Я не стал отвечать на этот хамский вопрос.

— Так нельзя, Витя, ты же взрослый человек! Ты сколько лет не пил? Пятнадцать? Для тебя же сейчас это смертельно, белку легко поймать…

— Не белка, но горностай, — сказал я. — Рома, ты сам квасишь каждый день.

— А как тут не квасить?! Я же чувствую… Чувствую, что неладно…

Роман отодвинул миску, вытер губы, закинул в рот жвачку.

— А по ночам кто-то в окно лезет…

— Это всего лишь Снаткина, — сказал я. — Она любительница, ты знаешь.

— Это не Снаткина, это… я чувствую… Что ты пил?

— В ассортименте… — ответил я. — Белки не будет, я контролирую ситуацию.

— Кстати, о контроле…

Роман был излишне серьезен, что подозрительно, он серьезностью никогда не отличался… За семнадцать лет люди меняются, был плясун, стал… А я вот не знаю, кто сейчас Рома. Это он мне сказал, что звукорежиссер, может, он и режиссер, но что, если не звуко… Хазин же изменился, почему бы не измениться Роме? Я сам изменился, я ведь…

— Улики у тебя? — спросил Роман. — Ты их проверяешь?

— Какие… а, улики… В чемодане, где еще… Каждый день проверяю. Пойдем, проверим вместе… То есть пообедать надо сначала…

Роман подвинул мне кастрюлю.

В принципе, Гуинплен был не настолько плох, как казался, да, бобы не успели развариться, а лук похрустывал, впрочем, альденте я люблю. Я съел больше половины кастрюли, после чего принял пару таблеток активированного угля от потенциальной изжоги, и мы перешли в мою комнату.

Я вытащил из-под кровати чемодан, открыл. Кепка, окурки Федора, пробирка Бородулина, пробирка Сарычева, дневник Кости, карта памяти. Стоит завести отдельную шкатулку.

— Возьмешь себе? — спросил я. — Забирай.

— Не… Пусть у тебя остаются.
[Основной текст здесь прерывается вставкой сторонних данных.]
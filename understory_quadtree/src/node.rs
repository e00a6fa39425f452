// Copyright 2025 the Understory Authors
// SPDX-License-Identifier: Apache-2.0 OR MIT

//! Quadtree nodes and the arena that owns them.
//!
//! Nodes carry structure only: a rectangle, four child slots, a parent link,
//! and the objects stored directly at the node. All split/merge policy lives
//! in [`QuadTree`](crate::QuadTree).

use alloc::vec::Vec;
use kurbo::Rect;

use crate::arena::Arena;
use crate::types::{NodeId, ObjectId, Quadrant};

#[derive(Clone, Debug)]
pub(crate) struct Node {
    rect: Rect,
    parent: Option<NodeId>,
    children: [Option<NodeId>; 4],
    pub(crate) objects: Vec<ObjectId>,
}

impl Node {
    fn new(rect: Rect) -> Self {
        Self {
            rect,
            parent: None,
            children: [None; 4],
            objects: Vec::new(),
        }
    }

    pub(crate) fn rect(&self) -> Rect {
        self.rect
    }

    pub(crate) fn parent(&self) -> Option<NodeId> {
        self.parent
    }

    pub(crate) fn child(&self, q: Quadrant) -> Option<NodeId> {
        self.children[q.index()]
    }

    /// Children are all-or-nothing, so the first slot decides.
    pub(crate) fn has_children(&self) -> bool {
        self.children[Quadrant::NorthWest.index()].is_some()
    }

    /// All four children, or `None` for a leaf.
    pub(crate) fn children(&self) -> Option<[NodeId; 4]> {
        if !self.has_children() {
            return None;
        }
        let [nw, ne, sw, se] = self.children;
        Some([
            nw.expect("child slots are all-or-nothing"),
            ne.expect("child slots are all-or-nothing"),
            sw.expect("child slots are all-or-nothing"),
            se.expect("child slots are all-or-nothing"),
        ])
    }
}

/// Owner of every node of one tree.
#[derive(Clone, Debug, Default)]
pub(crate) struct Nodes {
    arena: Arena<Node>,
}

impl Nodes {
    pub(crate) fn alloc(&mut self, rect: Rect) -> NodeId {
        self.arena.insert(Node::new(rect))
    }

    /// Access a node; panics if `id` is stale.
    pub(crate) fn get(&self, id: NodeId) -> &Node {
        self.arena.get(id).expect("dangling NodeId")
    }

    /// Access a node mutably; panics if `id` is stale.
    pub(crate) fn get_mut(&mut self, id: NodeId) -> &mut Node {
        self.arena.get_mut(id).expect("dangling NodeId")
    }

    pub(crate) fn len(&self) -> usize {
        self.arena.len()
    }

    pub(crate) fn clear(&mut self) {
        self.arena.clear();
    }

    #[cfg(test)]
    pub(crate) fn iter(&self) -> impl Iterator<Item = (NodeId, &Node)> + '_ {
        self.arena.iter::<NodeId>()
    }

    /// Install `child` in `parent`'s slot `q` and point it back at `parent`.
    ///
    /// Passing `None` empties the slot without touching the previous child;
    /// detaching that child is a separate step.
    pub(crate) fn set_child(&mut self, parent: NodeId, q: Quadrant, child: Option<NodeId>) {
        self.get_mut(parent).children[q.index()] = child;
        if let Some(c) = child {
            self.get_mut(c).parent = Some(parent);
        }
    }

    /// Clear the parent link of `id`, making it a detached subtree root.
    pub(crate) fn detach(&mut self, id: NodeId) {
        self.get_mut(id).parent = None;
    }

    /// Create the four quarters of `id` around its center. `id` must be a leaf.
    pub(crate) fn subdivide(&mut self, id: NodeId) -> [NodeId; 4] {
        let rect = self.get(id).rect;
        debug_assert!(!self.get(id).has_children(), "subdivide on an internal node");
        let split = rect.center();
        Quadrant::ALL.map(|q| {
            let child = self.alloc(q.sub_rect(rect, split));
            self.set_child(id, q, Some(child));
            child
        })
    }

    /// Node ids of the subtree under `id`, excluding `id` itself.
    pub(crate) fn descendants(&self, id: NodeId) -> Vec<NodeId> {
        let mut out = Vec::new();
        let mut stack: Vec<NodeId> = self.get(id).children().into_iter().flatten().collect();
        while let Some(n) = stack.pop() {
            out.push(n);
            stack.extend(self.get(n).children().into_iter().flatten());
        }
        out
    }

    /// Free `id` and its whole subtree. Objects stored there must have been moved out.
    pub(crate) fn free_subtree(&mut self, id: NodeId) {
        let mut doomed = self.descendants(id);
        doomed.push(id);
        for n in doomed {
            let node = self.arena.remove(n).expect("dangling NodeId");
            debug_assert!(node.objects.is_empty(), "freed a node that still holds objects");
        }
    }

    /// Free the children of `id` and their subtrees, turning `id` into a leaf.
    pub(crate) fn free_children(&mut self, id: NodeId) {
        let Some(children) = self.get(id).children() else {
            return;
        };
        for (q, c) in Quadrant::ALL.into_iter().zip(children) {
            self.set_child(id, q, None);
            self.detach(c);
            self.free_subtree(c);
        }
    }

    /// Total objects stored under `id`, counting at most up to `limit + 1`.
    ///
    /// Returns `true` once the subtree is known to hold more than `limit`.
    pub(crate) fn subtree_exceeds(&self, id: NodeId, limit: usize) -> bool {
        let mut total = 0_usize;
        let mut stack = Vec::from([id]);
        while let Some(n) = stack.pop() {
            let node = self.get(n);
            total += node.objects.len();
            if total > limit {
                return true;
            }
            stack.extend(node.children().into_iter().flatten());
        }
        false
    }

    /// Whether no object is stored anywhere under `id`.
    pub(crate) fn subtree_is_empty(&self, id: NodeId) -> bool {
        !self.subtree_exceeds(id, 0)
    }

    /// Number of nodes in the subtree rooted at `id`, including `id`.
    pub(crate) fn subtree_len(&self, id: NodeId) -> usize {
        1 + self.descendants(id).len()
    }
}
// Copyright 2025 the Understory Authors
// SPDX-License-Identifier: Apache-2.0 OR MIT

//! The contract between the tree and the objects it stores.

use alloc::boxed::Box;
use alloc::rc::Rc;
use core::cell::Cell;
use kurbo::Rect;

/// An object with a current axis-aligned bounding rectangle.
///
/// The tree reads [`bounds`](Bounded::bounds) when an object is inserted and
/// whenever it is told the bounds may have changed, either through
/// [`QuadTree::modify`](crate::QuadTree::modify) or
/// [`QuadTree::relocate`](crate::QuadTree::relocate).
/// Between those notifications the tree keeps using the bounds it last saw.
///
/// Coordinates must be finite. Reversed rectangles (`x1 < x0` or `y1 < y0`)
/// are normalized with [`Rect::abs`] when read.
pub trait Bounded {
    /// The current bounding rectangle.
    fn bounds(&self) -> Rect;
}

impl Bounded for Rect {
    fn bounds(&self) -> Rect {
        *self
    }
}

/// Bounds that can change behind a shared reference, e.g. `Rc<Cell<Rect>>`.
impl Bounded for Cell<Rect> {
    fn bounds(&self) -> Rect {
        self.get()
    }
}

/// A rectangle with an attached payload.
impl<P> Bounded for (Rect, P) {
    fn bounds(&self) -> Rect {
        self.0
    }
}

impl<T: Bounded + ?Sized> Bounded for &T {
    fn bounds(&self) -> Rect {
        (**self).bounds()
    }
}

impl<T: Bounded + ?Sized> Bounded for Box<T> {
    fn bounds(&self) -> Rect {
        (**self).bounds()
    }
}

impl<T: Bounded + ?Sized> Bounded for Rc<T> {
    fn bounds(&self) -> Rect {
        (**self).bounds()
    }
}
И это…

Роман сунул мне зажигалку.

— Положи к остальным… Я что-то стал все терять… А ты… ты в какой-то шерсти…

Это белка.

— Федю навещал. Хотел спросить…

— С ним бухал, что ли?

— Нет, он уже был… У него хорька забили.

— Фигурально?

— Буквально. У него был такой… хорек, его грохнули прялкой… А Федя этого хорька очень любил… А когда хорек дохнет, у него шерсть сразу осыпается… У Федора все в этой шерсти, и на меня налезло…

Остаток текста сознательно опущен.